Ventura deu-lhe réplica, bem ao seu estilo: «Eu não vou ser Presidente dos traficantes de droga, dos pedófilos, dos que vivem à custa do Estado com esquemas de sobrevivência paralelos enquanto os portugueses de bem pagam os seus impostos.» E garantiu que a prisão perpétua vigora na maioria dos países da Europa. É falso, mas o timoneiro do Chega sente alergia aos factos quando atrapalham a sua narrativa.
Em 1991 Basílio conseguiu irritar Soares, que entrou em estúdio com ar pachorrento. Ventura seguiu idêntico guião em 2021: a gota de água, para que Marcelo abandonasse o terreno da amabilidade, foi a exibição da fotografia com o senhor já falecido, entre crescentes insinuações acerca da indiferença presidencial perante a tragédia dos incêndios florestais.
«Se há exemplo de doação minha integral é o dos fogos. Os portugueses lembram-se. Eu estive lá! Eu estive lá! Eu estive lá! Não estiveram muitos políticos, mas eu estive lá!» E, sem desviar os olhos de Ventura: «O senhor andou lá? Foi lá ver? É uma demagogia barata.»
Naquele instante, o seu antagonista cumpriu um desígnio táctico: conseguira que Marcelo perdesse a compostura presidencial. Imagino Basílio a sentir o mesmo perante Soares há 30 anos, ao desfiar-lhe o novelo dos escândalos de Macau.
Mas o candidato do Chega, dominado pela vertigem da velocidade, não se satisfaz com pouco. Pisou ainda mais o acelerador acusando Marcelo de ser «manipulado pelo Governo».
Seguiu-se este breve diálogo, com o Presidente à defesa:
- Fiz o discurso mais violento que houve contra o Governo.
- E consequências disso?
- A ministra da Administração Interna pediu a demissão imediatamente.
O comentador Marcelo apenas cerebral, destituído de emoções e afastado do palco da política, teria aconselhado o recandidato a não ir por aí: exonerar ministros recorrendo a discursos não integra o rol de competências do Presidente da República. Nem a revelar o conteúdo das conversas que trava com os seus convidados no Palácio de Belém, como Rebelo de Sousa fez já no final do frente-a-frente: nestas coisas convém nunca abrir precedentes, sejam quais forem os estados de alma do titular do cargo.

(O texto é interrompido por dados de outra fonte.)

#[component]
pub fn SettingsPage() -> impl IntoView {
    let ctx = use_session();
    let (section, set_section) = signal(Section::Profile);
    let record = RwSignal::new(ProfileRecord::default());
    let (email, set_email) = signal(String::new());

    let client = ctx.client();
    spawn_local(async move {
        match client.profiles().get_profile().await {
            Ok(Some(row)) => record.set(row),
            Ok(None) => info!("no profile row yet, showing defaults"),
            Err(e) => warn!(error = %e, "loading settings profile failed"),
        }
        match client.auth().get_user().await {
            Ok(user) => set_email.set(user.email.unwrap_or_default()),
            Err(e) => warn!(error = %e, "loading auth user failed"),
        }
    });

    let on_sign_out = move |_| {
        spawn_local(async move { ctx.sign_out_and_reload().await });
    };

    view! {
        <div class="min-h-screen bg-gradient-to-br from-green-50 via-emerald-50 to-teal-50 p-6 pb-24">
            <h1 class="text-3xl font-bold mb-6">"Settings"</h1>

            <div class="flex gap-2 overflow-x-auto mb-6">
                {Section::ALL
                    .iter()
                    .map(|s| {
                        let s = *s;
                        view! {
                            <button
                                class=move || {
                                    if section.get() == s {
                                        "px-4 py-2 rounded-xl whitespace-nowrap bg-green-600 text-white"
                                    } else {
                                        "px-4 py-2 rounded-xl whitespace-nowrap bg-white text-gray-700 shadow"
                                    }
                                }
                                on:click=move |_| set_section.set(s)
                            >
                                {s.label()}
                            </button>
                        }
                    })
                    .collect_view()}
            </div>

            <div class="bg-white rounded-3xl p-6 shadow">
                {move || match section.get() {
                    Section::Profile => profile_section(record, email).into_any(),
                    Section::Notifications => notifications_section(record).into_any(),
                    Section::Security => security_section(record).into_any(),
                    Section::Subscription => subscription_section(record).into_any(),
                    Section::Data => data_section().into_any(),
                }}
            </div>

            <button class="mt-6 w-full py-3 rounded-xl bg-red-50 text-red-600 font-semibold" on:click=on_sign_out>
                "Sign Out"
            </button>
        </div>
    }
}

// =========================================================
// 个人资料
// =========================================================

fn profile_section(record: RwSignal<ProfileRecord>, email: ReadSignal<String>) -> impl IntoView {
    let ctx = use_session();
    let form = RwSignal::new(record.with_untracked(ProfileForm::from_record));
    let (saving, set_saving) = signal(false);
    let (uploading, set_uploading) = signal(false);

    // 档案异步到达时同步到表单；头像等其他字段变化不影响编辑中的内容
    let loaded = Memo::new(move |_| record.with(ProfileForm::from_record));
    Effect::new(move |_| form.set(loaded.get()));

    let on_save = move |_| {
        set_saving.set(true);
        let update = form.with_untracked(ProfileForm::to_update);
        let client = ctx.client();
        spawn_local(async move {
            match client.profiles().save_basic_info(update).await {
                Ok(()) => dialog::alert("Profile updated successfully!"),
                Err(e) => {
                    warn!(error = %e, "saving profile failed");
                    dialog::alert(&e.user_message());
                }
            }
            set_saving.set(false);
        });
    };

    let on_avatar = move |ev: leptos::web_sys::Event| {
        let input = event_target::<HtmlInputElement>(&ev);
        let client = ctx.client();
        spawn_local(async move {
            let upload = match file::read_selected(&input).await {
                Ok(Some(upload)) => upload,
                Ok(None) => return,
                Err(e) => {
                    dialog::alert(&e.user_message());
                    return;
                }
            };
            set_uploading.set(true);
            match client.profiles().upload_avatar(&upload).await {
                Ok(url) => record.update(|r| r.avatar_url = Some(url)),
                Err(e) => {
                    warn!(error = %e, "avatar upload failed");
                    dialog::alert(&e.user_message());
                }
            }
            set_uploading.set(false);
        });
    };

    let field = move |label: &'static str,
                      kind: &'static str,
                      get: fn(&ProfileForm) -> &String,
                      set: fn(&mut ProfileForm, String)| {
        view! {
            <div>
                <label class="block text-sm font-semibold mb-1">{label}</label>
                <input
                    type=kind
                    class="w-full px-4 py-2 border-2 rounded-xl"
                    prop:value=move || form.with(|f| get(f).clone())
                    on:input=move |ev| {
                        let value = event_target_value(&ev);
                        form.update(|f| set(f, value));
                    }
                />
            </div>
        }
    };

    view! {
        <div class="flex items-center gap-4 mb-6">
            {move || match record.with(|r| r.avatar_url.clone()) {
                Some(url) => view! { <img src=url class="w-20 h-20 rounded-full object-cover" alt="Avatar" /> }.into_any(),
                None => view! {
                    <div class="w-20 h-20 rounded-full bg-green-100 flex items-center justify-center">
                        <Icon path=icons::HEART class="w-8 h-8 text-green-600" />
                    </div>
                }
                .into_any(),
            }}
            <div>
                <p class="font-bold">{move || form.with(|f| f.full_name.clone())}</p>
                <p class="text-sm text-gray-500">{move || email.get()}</p>
                <label class="text-sm text-green-600 font-semibold cursor-pointer">
                    {move || if uploading.get() { "Uploading..." } else { "Change photo" }}
                    <input type="file" accept="image/*" class="hidden" on:change=on_avatar />
                </label>
            </div>
        </div>

        <div class="grid grid-cols-2 gap-4">
            {field("Full Name", "text", |f| &f.full_name, |f, v| f.full_name = v)}
            {field("Age", "number", |f| &f.age, |f, v| f.age = v)}
            {field("Gender", "text", |f| &f.gender, |f, v| f.gender = v)}
            {field("Blood Type", "text", |f| &f.blood_type, |f, v| f.blood_type = v)}
            {field("Height (cm)", "number", |f| &f.height, |f, v| f.height = v)}
            {field("Weight (kg)", "number", |f| &f.weight, |f, v| f.weight = v)}
        </div>

        <button
            class="mt-6 w-full py-3 rounded-xl bg-green-600 text-white disabled:opacity-60"
            disabled=move || saving.get()
            on:click=on_save
        >
            {move || if saving.get() { "Saving..." } else { "Save Changes" }}
        </button>
    }
}

// =========================================================
// 通知
// =========================================================

fn toggle_row(label: &'static str, checked: Signal<bool>, on_toggle: impl Fn() + 'static) -> impl IntoView {
    view! {
        <label class="flex items-center justify-between py-3 border-b last:border-0">
            <span>{label}</span>
            <input
                type="checkbox"
                class="w-5 h-5 accent-green-600"
                prop:checked=move || checked.get()
                on:change=move |_| on_toggle()
            />
        </label>
    }
}

fn notifications_section(record: RwSignal<ProfileRecord>) -> impl IntoView {
    let ctx = use_session();
    let prefs = RwSignal::new(record.with_untracked(|r| r.notifications.unwrap_or_default()));

    let toggle = move |label: &'static str, field: fn(&mut NotificationPrefs) -> &mut bool| {
        let checked = Signal::derive(move || prefs.with(|p| {
            let mut copy = *p;
            *field(&mut copy)
        }));
        toggle_row(label, checked, move || prefs.update(|p| {
            let value = field(p);
            *value = !*value;
        }))
    };

    let on_save = move |_| {
        let current = prefs.get_untracked();
        let client = ctx.client();
        spawn_local(async move {
            match client.profiles().save_notifications(&current).await {
                Ok(()) => {
                    record.update(|r| r.notifications = Some(current));
                    dialog::alert("Notification preferences saved!");
                }
                Err(e) => {
                    warn!(error = %e, "saving notifications failed");
                    dialog::alert(&e.user_message());
                }
            }
        });
    };

    view! {
        <h2 class="text-xl font-bold mb-4">"Notifications"</h2>
        {toggle("Health alerts", |p| &mut p.health_alerts)}
        {toggle("Medication reminders", |p| &mut p.medication_reminders)}
        {toggle("Appointment reminders", |p| &mut p.appointment_reminders)}
        {toggle("Weekly health reports", |p| &mut p.weekly_reports)}
        {toggle("Marketing emails", |p| &mut p.marketing_emails)}
        <button class="mt-6 w-full py-3 rounded-xl bg-green-600 text-white" on:click=on_save>
            "Save Preferences"
        </button>
    }
}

De qualquer modo, Ventura só venceria o debate - muito bem moderado por Clara de Sousa - se aquilo fosse um concurso de frases sonantes. Para azar dele, a política é muito mais que isso.
Nesta campanha, o solitário parlamentar do Chega apenas triunfará se forçar Marcelo a uma segunda volta. À falta disso, resta-lhe um prémio de consolação: conquista o Troféu Basílio Horta.
Aos mais distraídos, convém recordar que o candidato da "verdadeira direita" nas presidenciais de 1991 é hoje presidente da Câmara de Sintra, eleito pelo Partido Socialista.
A vida dá muitas voltas. E a geometria partidária também.
...............................................................
Frases do debate:
Marcelo - «Eu sou da direita social, centro-direita, direita social, que se reconhece na doutrina social da Igreja, no Papa Francisco, na preferência pelos pobres, pelos explorados, pelos oprimidos, pelos dependentes.»
Ventura - «Eu só posso ficar desapontado, à direita, com a candidatura de Marcelo Rebelo de Sousa.»
Marcelo - «Eu não faço das presidenciais umas primárias das legislativas, eu não tenho várias agendas ao mesmo tempo.»
Ventura - «[Marcelo] passou os últimos anos a desacreditar o centro-direita.»
Marcelo - «Eu sou Presidente de todos os portugueses. Dos desempregados, dos pobres, dos imigrantes.»
Ventura - «Marcelo Rebelo de Sousa é manipulado pelo Governo.»
Marcelo - «Eu não tenho nada a ver com a sua direita.»
Ventura - «Será que alguém de direita, que esteja bom da cabeça, pode votar Marcelo Rebelo de Sousa?»